Los arroyos quedaron reducidos a exiguas lagunetas, aisladas unas de otras por los médanos de los altos fondos.
Los grandes ríos, exhaustos, acostumbrados a decir imperativamente al
viajador: ¡por aquí nadie pasa!... semejábanse en su magrura a gigantes
éticos, y debían sufrir viendo cribada de portillos su imponente
muralla líquida.
El aire caldeado, cargado con las emanaciones de los millares de osamentas de vacunos, era casi irrespirable.
Ni un clavel, ni un malvón, ni un toronjil resistieron a la aridez
feroz. Cayeron achicharradas las hojas de los cedrones, y se consumieron
sin madurar las rojas frutas de los ñangapirés.
Los hacendados más pudientes resolvieron trashumar sus haciendas,
—los animales que aún caminaban,— en busca de las tierras del sud, más
fértiles, menos castigadas por la sequía.
* * *
Una tarde, después de angustiosa recorrida del campo, Maneco de
Souza penetró en el galpón y encarándose con Yuca Fleitas, el hijo de su
viejo mayordomo y su peón de más confianza, le dijo:
—Esto es el acabóse.

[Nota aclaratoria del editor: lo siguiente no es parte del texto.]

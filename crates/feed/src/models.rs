// ABOUTME: Data models shared by the minitools crates.
// ABOUTME: Favorites, OPML subscriptions, and feeds discovered on web sites.

use serde::{Deserialize, Serialize};

/// Kind of syndication document found at a candidate URL.
#[derive(Debug, Clone, Copy, PartialEq, Eq, Hash, Serialize, Deserialize)]
#[serde(rename_all = "lowercase")]
pub enum FeedKind {
    Rss,
    Atom,
}

impl FeedKind {
    pub fn as_str(self) -> &'static str {
        match self {
            FeedKind::Rss => "rss",
            FeedKind::Atom => "atom",
        }
    }
}

/// A feed confirmed to exist at `url`.
#[derive(Debug, Clone, PartialEq, Eq, Serialize, Deserialize)]
pub struct DiscoveredFeed {
    #[serde(rename = "type")]
    pub kind: FeedKind,
    pub url: String,
    pub title: Option<String>,
}

/// A site together with every feed found on it. `feeds` may be empty.
#[derive(Debug, Clone, Default, PartialEq, Eq, Serialize, Deserialize)]
pub struct SiteFeeds {
    pub site_url: String,
    pub feeds: Vec<DiscoveredFeed>,
}

impl SiteFeeds {
    /// A site with no discovered feeds.
    pub fn empty(site_url: impl Into<String>) -> Self {
        SiteFeeds {
            site_url: site_url.into(),
            feeds: Vec::new(),
        }
    }
}

/// A starred article exported from FreshRSS.
#[derive(Debug, Clone, Default, PartialEq, Eq, Serialize, Deserialize)]
pub struct Favorite {
    pub url: String,
    pub title: String,
    pub author: Option<String>,
    /// Publication time in epoch seconds.
    pub published: i64,
    pub feed_title: Option<String>,
    pub feed_url: Option<String>,
    pub site_url: Option<String>,
}

impl Favorite {
    /// Source label used for per-source tallies.
    pub fn source(&self) -> &str {
        self.feed_title.as_deref().unwrap_or(UNKNOWN_SOURCE)
    }
}

/// Label for favorites whose origin feed is not recorded.
pub const UNKNOWN_SOURCE: &str = "Unknown source";

/// A feed subscription read from an OPML document.
#[derive(Debug, Clone, Default, PartialEq, Eq, Serialize, Deserialize)]
pub struct Subscription {
    pub title: String,
    pub xml_url: String,
    pub html_url: String,
    pub domain: String,
}
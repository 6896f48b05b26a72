// ABOUTME: Instagram data export to Pixelfed import archive conversion.
// ABOUTME: Opens and validates export ZIPs, analyzes their content and writes the converted archive.

pub mod analysis;
pub mod archive;
pub mod convert;
pub mod error;

pub use analysis::ArchiveIssues;
pub use archive::{is_valid_username, InstagramArchive, Location, Media, MediaKind, Post};
pub use convert::{ConversionOptions, MetadataLevel, PixelfedArchive, PixelfedPost};
pub use error::InstafedError;
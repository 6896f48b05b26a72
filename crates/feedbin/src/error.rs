// ABOUTME: Error type for the Feedbin client and the favorites migration.
// ABOUTME: Each variant maps onto the shared ErrorKind used for user-facing messages.

use minitools_feed::ErrorKind;
use thiserror::Error;

#[derive(Debug, Error)]
pub enum FeedbinError {
    /// Feedbin answered 401.
    #[error("Invalid credentials")]
    InvalidCredentials,

    /// Input rejected before any request was sent.
    #[error("{0}")]
    Invalid(String),

    #[error("{op} failed: HTTP {status}")]
    Status { op: String, status: u16 },

    #[error("network error during {op}: {source}")]
    Network {
        op: String,
        #[source]
        source: reqwest::Error,
    },

    #[error("unexpected response from {op}: {source}")]
    Decode {
        op: String,
        #[source]
        source: reqwest::Error,
    },
}

impl FeedbinError {
    pub fn invalid(message: impl Into<String>) -> Self {
        FeedbinError::Invalid(message.into())
    }

    pub(crate) fn network(op: &str, source: reqwest::Error) -> Self {
        FeedbinError::Network {
            op: op.to_string(),
            source,
        }
    }

    pub(crate) fn decode(op: &str, source: reqwest::Error) -> Self {
        FeedbinError::Decode {
            op: op.to_string(),
            source,
        }
    }

    pub fn is_invalid_credentials(&self) -> bool {
        matches!(self, FeedbinError::InvalidCredentials)
    }

    /// Category used to pick the message shown to the user.
    pub fn kind(&self) -> ErrorKind {
        match self {
            FeedbinError::InvalidCredentials => ErrorKind::Api,
            FeedbinError::Invalid(_) => ErrorKind::Validation,
            FeedbinError::Status { .. } => ErrorKind::Api,
            FeedbinError::Network { .. } => ErrorKind::Network,
            FeedbinError::Decode { .. } => ErrorKind::Api,
        }
    }
}

#[cfg(test)]
mod tests {
    use super::*;

    #[test]
    fn display_and_kind() {
        let err = FeedbinError::Status {
            op: "subscriptions".into(),
            status: 500,
        };
        assert_eq!(err.to_string(), "subscriptions failed: HTTP 500");
        assert_eq!(err.kind(), ErrorKind::Api);

        let err = FeedbinError::invalid("Password is required");
        assert_eq!(err.to_string(), "Password is required");
        assert_eq!(err.kind(), ErrorKind::Validation);
        assert!(FeedbinError::InvalidCredentials.is_invalid_credentials());
    }
}
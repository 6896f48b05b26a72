// ABOUTME: Build-time asset tooling: CSS minification, SVG optimization and favicons.
// ABOUTME: Also produces a size report of the static assets of a project tree.

pub mod css;
pub mod error;
pub mod favicon;
pub mod report;
pub mod svg;

pub use css::{minify_css, process_css_file};
pub use error::AssetError;
pub use favicon::{display_name_from_slug, generate_svg_favicon};
pub use report::{generate_asset_report, AssetReport};
pub use svg::{find_svg_files, optimize_svg, process_svg_file};

use serde::Serialize;

/// Byte sizes before and after a transform.
#[derive(Debug, Clone, Copy, PartialEq, Eq, Serialize)]
pub struct SizeStats {
    pub original: u64,
    pub processed: u64,
}

impl SizeStats {
    /// Size reduction in percent.
    pub fn reduction(&self) -> f64 {
        reduction_percent(self.original, self.processed)
    }
}

pub(crate) fn reduction_percent(original: u64, processed: u64) -> f64 {
    if original == 0 {
        return 0.0;
    }
    (1.0 - processed as f64 / original as f64) * 100.0
}
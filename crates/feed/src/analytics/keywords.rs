// ABOUTME: Keyword tables and a multi-pattern matcher for topic detection.
// ABOUTME: Wraps aho-corasick so every topic table is scanned in a single pass per text.

use aho_corasick::{AhoCorasick, BuildError};
use std::collections::BTreeSet;

/// A named list of substrings that signal a topic.
pub type TopicTable = &'static [(&'static str, &'static [&'static str])];

/// Themes detected in article titles.
pub const ARTICLE_THEMES: TopicTable = &[
    ("WordPress", &["wordpress", "wp", "plugin", "theme", "gutenberg"]),
    ("Performance", &["performance", "optimization", "speed", "lighthouse"]),
    (
        "Security",
        &["security", "sécurité", "vulnérabilité", "patch", "cve", "threat", "malware"],
    ),
    ("Accessibility", &["accessibility", "accessibilité", "a11y", "wcag"]),
    ("JavaScript", &["javascript", "js", "react", "vue", "angular"]),
    ("CSS", &["css", "styling", "design", "responsive"]),
    (
        "AI & Machine Learning",
        &["ai", "artificial intelligence", "machine learning", "gpt", "neural", "algorithm"],
    ),
    (
        "Startup & Innovation",
        &["startup", "funding", "venture", "innovation", "product launch"],
    ),
    ("Government & Policy", &["regulation", "policy", "government", "compliance"]),
    ("Technology Trends", &["trend", "future", "emerging", "disruption"]),
    (
        "Research & Analysis",
        &["study", "research", "analysis", "statistics", "report"],
    ),
];

/// Topic groups used to spot overlapping sources by domain name.
pub const SOURCE_GROUPS: TopicTable = &[
    (
        "WordPress",
        &["wordpress", "wp", "plugin", "theme", "gutenberg", "woocommerce"],
    ),
    (
        "JavaScript",
        &["javascript", "js", "react", "vue", "angular", "node", "typescript"],
    ),
    ("CSS/Design", &["css", "design", "ui", "ux", "responsive", "frontend"]),
    (
        "Performance",
        &["performance", "speed", "optimization", "lighthouse", "webpagetest"],
    ),
    (
        "Security",
        &["security", "sécurité", "vulnérabilité", "cve", "threat", "malware"],
    ),
    (
        "AI/ML",
        &["ai", "artificial intelligence", "machine learning", "gpt", "neural"],
    ),
    ("News/Tech", &["news", "tech", "technology", "startup", "innovation"]),
    (
        "Personal blogs",
        &["blog", "personal", "journal", "thoughts", "opinion"],
    ),
];

/// Title patterns per content type.
pub const CONTENT_TYPES: TopicTable = &[
    ("tutorials", &["tutorial", "guide", "how to", "learn"]),
    ("news", &["news", "update", "release", "announces"]),
    ("reviews", &["review", "comparison", "vs", "tested"]),
    ("opinions", &["opinion", "thoughts", "perspective", "commentary"]),
];

/// Vocabulary that raises the complexity score (at most 3 points).
pub const TECHNICAL_WORDS: &[&str] = &[
    "algorithm",
    "architecture",
    "framework",
    "protocol",
    "api",
    "database",
    "optimization",
];

/// Vocabulary that raises the complexity score (at most 2 points).
pub const COMPLEX_WORDS: &[&str] = &[
    "implementation",
    "infrastructure",
    "deployment",
    "scalability",
    "microservices",
];

/// Substring matcher over every keyword of a topic table.
#[derive(Debug, Clone)]
pub struct TopicMatcher {
    automaton: AhoCorasick,
    /// Topic index for each pattern, in pattern order.
    owners: Vec<usize>,
    names: Vec<&'static str>,
}

impl TopicMatcher {
    pub fn new(table: TopicTable) -> Result<Self, BuildError> {
        let mut patterns = Vec::new();
        let mut owners = Vec::new();
        for (idx, (_, keywords)) in table.iter().enumerate() {
            for keyword in keywords.iter() {
                patterns.push(*keyword);
                owners.push(idx);
            }
        }
        Ok(TopicMatcher {
            automaton: AhoCorasick::new(patterns)?,
            owners,
            names: table.iter().map(|(name, _)| *name).collect(),
        })
    }

    /// Builds a matcher over a flat word list, one topic per word.
    pub fn from_words(words: &'static [&'static str]) -> Result<Self, BuildError> {
        Ok(TopicMatcher {
            automaton: AhoCorasick::new(words)?,
            owners: (0..words.len()).collect(),
            names: words.to_vec(),
        })
    }

    /// Indices of every topic with at least one keyword inside `text`.
    pub fn topics_in(&self, text: &str) -> BTreeSet<usize> {
        self.automaton
            .find_overlapping_iter(text)
            .map(|m| self.owners[m.pattern().as_usize()])
            .collect()
    }

    pub fn matches(&self, text: &str) -> bool {
        self.automaton.is_match(text)
    }

    pub fn name(&self, topic: usize) -> &'static str {
        self.names[topic]
    }

    pub fn len(&self) -> usize {
        self.names.len()
    }

    pub fn is_empty(&self) -> bool {
        self.names.is_empty()
    }
}

/// Keywords of the named topic in `table`.
pub fn keywords_for(table: TopicTable, name: &str) -> &'static [&'static str] {
    table
        .iter()
        .find(|(n, _)| *n == name)
        .map(|(_, k)| *k)
        .unwrap_or(&[])
}

#[cfg(test)]
mod tests {
    use super::*;

    #[test]
    fn finds_overlapping_topics() {
        let matcher = TopicMatcher::new(ARTICLE_THEMES).unwrap();
        let hits: Vec<&str> = matcher
            .topics_in("a wordpress plugin security patch")
            .into_iter()
            .map(|t| matcher.name(t))
            .collect();
        assert_eq!(hits, vec!["WordPress", "Security"]);
    }

    #[test]
    fn word_lists_count_distinct_words() {
        let matcher = TopicMatcher::from_words(TECHNICAL_WORDS).unwrap();
        assert_eq!(matcher.topics_in("api api database").len(), 2);
        assert!(!matcher.matches("nothing here"));
    }

    #[test]
    fn keywords_lookup() {
        assert!(keywords_for(SOURCE_GROUPS, "WordPress").contains(&"wp"));
        assert!(keywords_for(SOURCE_GROUPS, "missing").is_empty());
    }
}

Ya la gente no alcanza ni pa cueriar la
animalada que muere... ¿Te animás a marchar pal sur con una tropa de
tres mil novillos?. ..
—Yo me animo a tuito lo que me mande, patrón.
—Hay que dir más de cincuenta leguas p'abajo.
—Iré.
—Con seguridá que vas a dir dejando el tendal de novillos pu’el camino.
—Anque me quede uno solo he llegar al destino, con la ayuda de Dios...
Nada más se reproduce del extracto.